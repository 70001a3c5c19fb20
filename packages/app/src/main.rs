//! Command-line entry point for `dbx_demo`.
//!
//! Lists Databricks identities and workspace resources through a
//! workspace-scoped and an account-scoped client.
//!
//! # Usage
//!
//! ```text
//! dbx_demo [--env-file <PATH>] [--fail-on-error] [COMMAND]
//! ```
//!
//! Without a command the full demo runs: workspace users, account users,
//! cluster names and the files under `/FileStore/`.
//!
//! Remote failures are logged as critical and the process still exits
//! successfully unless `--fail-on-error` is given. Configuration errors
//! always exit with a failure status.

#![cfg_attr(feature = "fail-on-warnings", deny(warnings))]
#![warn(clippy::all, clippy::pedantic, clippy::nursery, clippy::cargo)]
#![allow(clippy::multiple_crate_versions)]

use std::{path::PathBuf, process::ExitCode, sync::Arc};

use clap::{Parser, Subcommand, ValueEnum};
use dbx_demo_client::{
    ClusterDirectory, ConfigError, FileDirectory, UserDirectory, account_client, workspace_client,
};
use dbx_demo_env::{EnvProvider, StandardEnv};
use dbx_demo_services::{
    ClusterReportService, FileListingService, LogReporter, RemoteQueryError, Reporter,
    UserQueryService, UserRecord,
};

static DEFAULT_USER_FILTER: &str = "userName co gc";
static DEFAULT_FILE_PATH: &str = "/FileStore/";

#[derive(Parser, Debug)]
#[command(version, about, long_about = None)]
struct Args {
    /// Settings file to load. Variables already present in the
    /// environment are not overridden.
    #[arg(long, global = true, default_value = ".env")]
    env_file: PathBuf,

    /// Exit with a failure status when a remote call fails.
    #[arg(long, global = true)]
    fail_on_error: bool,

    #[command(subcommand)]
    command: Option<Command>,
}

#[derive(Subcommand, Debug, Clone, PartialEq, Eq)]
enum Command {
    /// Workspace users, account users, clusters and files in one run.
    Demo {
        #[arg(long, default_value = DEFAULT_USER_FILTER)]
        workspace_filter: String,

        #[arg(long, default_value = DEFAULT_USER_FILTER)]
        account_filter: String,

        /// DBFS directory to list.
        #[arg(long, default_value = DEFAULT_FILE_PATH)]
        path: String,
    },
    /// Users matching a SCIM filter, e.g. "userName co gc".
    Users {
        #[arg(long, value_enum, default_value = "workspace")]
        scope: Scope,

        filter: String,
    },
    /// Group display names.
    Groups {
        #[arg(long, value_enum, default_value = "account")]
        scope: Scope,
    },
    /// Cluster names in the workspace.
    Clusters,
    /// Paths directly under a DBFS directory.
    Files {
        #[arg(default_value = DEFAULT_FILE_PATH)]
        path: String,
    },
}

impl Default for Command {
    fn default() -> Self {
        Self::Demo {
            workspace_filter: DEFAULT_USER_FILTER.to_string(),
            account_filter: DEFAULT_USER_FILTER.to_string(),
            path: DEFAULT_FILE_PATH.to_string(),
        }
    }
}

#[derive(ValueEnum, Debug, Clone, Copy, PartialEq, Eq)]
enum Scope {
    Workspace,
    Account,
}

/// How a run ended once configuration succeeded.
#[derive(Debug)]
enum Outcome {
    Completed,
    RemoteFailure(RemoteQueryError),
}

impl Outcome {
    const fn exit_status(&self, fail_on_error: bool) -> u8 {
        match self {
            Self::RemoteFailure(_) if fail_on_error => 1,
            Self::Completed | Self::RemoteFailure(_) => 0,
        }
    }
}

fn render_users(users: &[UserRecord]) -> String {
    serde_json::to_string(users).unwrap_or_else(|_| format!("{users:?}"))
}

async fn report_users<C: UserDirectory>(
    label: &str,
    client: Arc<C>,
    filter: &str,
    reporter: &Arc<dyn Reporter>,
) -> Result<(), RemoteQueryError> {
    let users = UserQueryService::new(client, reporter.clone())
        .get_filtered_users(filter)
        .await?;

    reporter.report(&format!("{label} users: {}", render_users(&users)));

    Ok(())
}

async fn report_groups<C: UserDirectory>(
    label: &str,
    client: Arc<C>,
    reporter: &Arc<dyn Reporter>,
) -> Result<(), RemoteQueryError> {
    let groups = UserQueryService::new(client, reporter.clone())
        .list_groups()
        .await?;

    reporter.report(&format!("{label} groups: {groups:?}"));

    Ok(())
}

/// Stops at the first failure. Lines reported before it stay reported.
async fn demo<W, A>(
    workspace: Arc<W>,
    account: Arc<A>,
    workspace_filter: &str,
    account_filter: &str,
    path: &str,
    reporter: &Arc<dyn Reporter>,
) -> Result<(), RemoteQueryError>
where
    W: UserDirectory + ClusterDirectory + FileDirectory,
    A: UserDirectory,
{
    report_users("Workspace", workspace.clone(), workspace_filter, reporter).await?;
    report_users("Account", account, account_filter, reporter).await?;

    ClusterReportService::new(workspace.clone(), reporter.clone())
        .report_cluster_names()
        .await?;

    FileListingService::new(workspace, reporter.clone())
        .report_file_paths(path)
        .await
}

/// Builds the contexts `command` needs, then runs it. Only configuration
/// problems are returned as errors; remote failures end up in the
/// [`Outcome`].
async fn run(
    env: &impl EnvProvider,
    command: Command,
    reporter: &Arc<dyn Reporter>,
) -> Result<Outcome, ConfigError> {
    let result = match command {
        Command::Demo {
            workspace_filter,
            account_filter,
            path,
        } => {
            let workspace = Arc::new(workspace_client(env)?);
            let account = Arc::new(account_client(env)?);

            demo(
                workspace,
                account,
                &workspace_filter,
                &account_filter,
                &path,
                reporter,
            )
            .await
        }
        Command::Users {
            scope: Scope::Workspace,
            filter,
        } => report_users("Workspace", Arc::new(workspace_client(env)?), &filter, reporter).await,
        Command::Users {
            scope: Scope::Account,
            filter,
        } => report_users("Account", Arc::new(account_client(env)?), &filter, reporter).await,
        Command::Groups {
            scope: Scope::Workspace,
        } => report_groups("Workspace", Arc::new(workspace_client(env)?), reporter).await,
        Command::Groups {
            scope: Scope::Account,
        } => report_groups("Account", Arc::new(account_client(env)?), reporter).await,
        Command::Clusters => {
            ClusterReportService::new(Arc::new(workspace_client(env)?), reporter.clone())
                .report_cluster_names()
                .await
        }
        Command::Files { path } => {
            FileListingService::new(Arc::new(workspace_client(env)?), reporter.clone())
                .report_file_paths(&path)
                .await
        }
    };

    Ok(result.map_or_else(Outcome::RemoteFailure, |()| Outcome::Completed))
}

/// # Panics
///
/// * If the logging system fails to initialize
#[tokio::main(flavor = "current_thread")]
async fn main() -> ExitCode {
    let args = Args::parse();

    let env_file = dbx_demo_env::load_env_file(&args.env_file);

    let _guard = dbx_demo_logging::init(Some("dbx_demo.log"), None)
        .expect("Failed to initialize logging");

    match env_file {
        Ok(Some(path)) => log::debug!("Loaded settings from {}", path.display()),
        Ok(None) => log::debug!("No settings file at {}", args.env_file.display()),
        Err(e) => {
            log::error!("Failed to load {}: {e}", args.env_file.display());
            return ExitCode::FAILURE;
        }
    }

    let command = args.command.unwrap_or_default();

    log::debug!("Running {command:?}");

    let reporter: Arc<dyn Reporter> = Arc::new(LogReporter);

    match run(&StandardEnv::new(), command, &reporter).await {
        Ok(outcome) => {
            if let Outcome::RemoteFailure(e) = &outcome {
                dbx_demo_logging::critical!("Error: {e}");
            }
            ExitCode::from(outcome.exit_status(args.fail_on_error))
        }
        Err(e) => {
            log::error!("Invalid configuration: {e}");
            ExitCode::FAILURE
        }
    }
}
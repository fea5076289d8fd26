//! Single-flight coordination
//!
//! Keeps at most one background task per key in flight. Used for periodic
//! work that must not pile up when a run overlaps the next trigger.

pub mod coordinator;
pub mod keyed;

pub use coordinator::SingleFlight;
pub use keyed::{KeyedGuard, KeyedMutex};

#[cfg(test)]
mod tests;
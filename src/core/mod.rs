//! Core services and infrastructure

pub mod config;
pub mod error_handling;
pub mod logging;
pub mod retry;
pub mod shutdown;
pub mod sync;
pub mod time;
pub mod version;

**Work instructions**
Every line above from the line with "#[derive(Parser, Debug)]" to the line with "once configuration succeeded.", both included, must be reproduced exactly, and no other line may appear.

**Solution for this problem**
#[derive(Parser, Debug)]
#[command(version, about, long_about = None)]
struct Args {
    /// Settings file to load. Variables already present in the
    /// environment are not overridden.
    #[arg(long, global = true, default_value = ".env")]
    env_file: PathBuf,

    /// Exit with a failure status when a remote call fails.
    #[arg(long, global = true)]
    fail_on_error: bool,

    #[command(subcommand)]
    command: Option<Command>,
}

#[derive(Subcommand, Debug, Clone, PartialEq, Eq)]
enum Command {
    /// Workspace users, account users, clusters and files in one run.
    Demo {
        #[arg(long, default_value = DEFAULT_USER_FILTER)]
        workspace_filter: String,

        #[arg(long, default_value = DEFAULT_USER_FILTER)]
        account_filter: String,

        /// DBFS directory to list.
        #[arg(long, default_value = DEFAULT_FILE_PATH)]
        path: String,
    },
    /// Users matching a SCIM filter, e.g. "userName co gc".
    Users {
        #[arg(long, value_enum, default_value = "workspace")]
        scope: Scope,

        filter: String,
    },
    /// Group display names.
    Groups {
        #[arg(long, value_enum, default_value = "account")]
        scope: Scope,
    },
    /// Cluster names in the workspace.
    Clusters,
    /// Paths directly under a DBFS directory.
    Files {
        #[arg(default_value = DEFAULT_FILE_PATH)]
        path: String,
    },
}

impl Default for Command {
    fn default() -> Self {
        Self::Demo {
            workspace_filter: DEFAULT_USER_FILTER.to_string(),
            account_filter: DEFAULT_USER_FILTER.to_string(),
            path: DEFAULT_FILE_PATH.to_string(),
        }
    }
}

#[derive(ValueEnum, Debug, Clone, Copy, PartialEq, Eq)]
enum Scope {
    Workspace,
    Account,
}

/// How a run ended once configuration succeeded.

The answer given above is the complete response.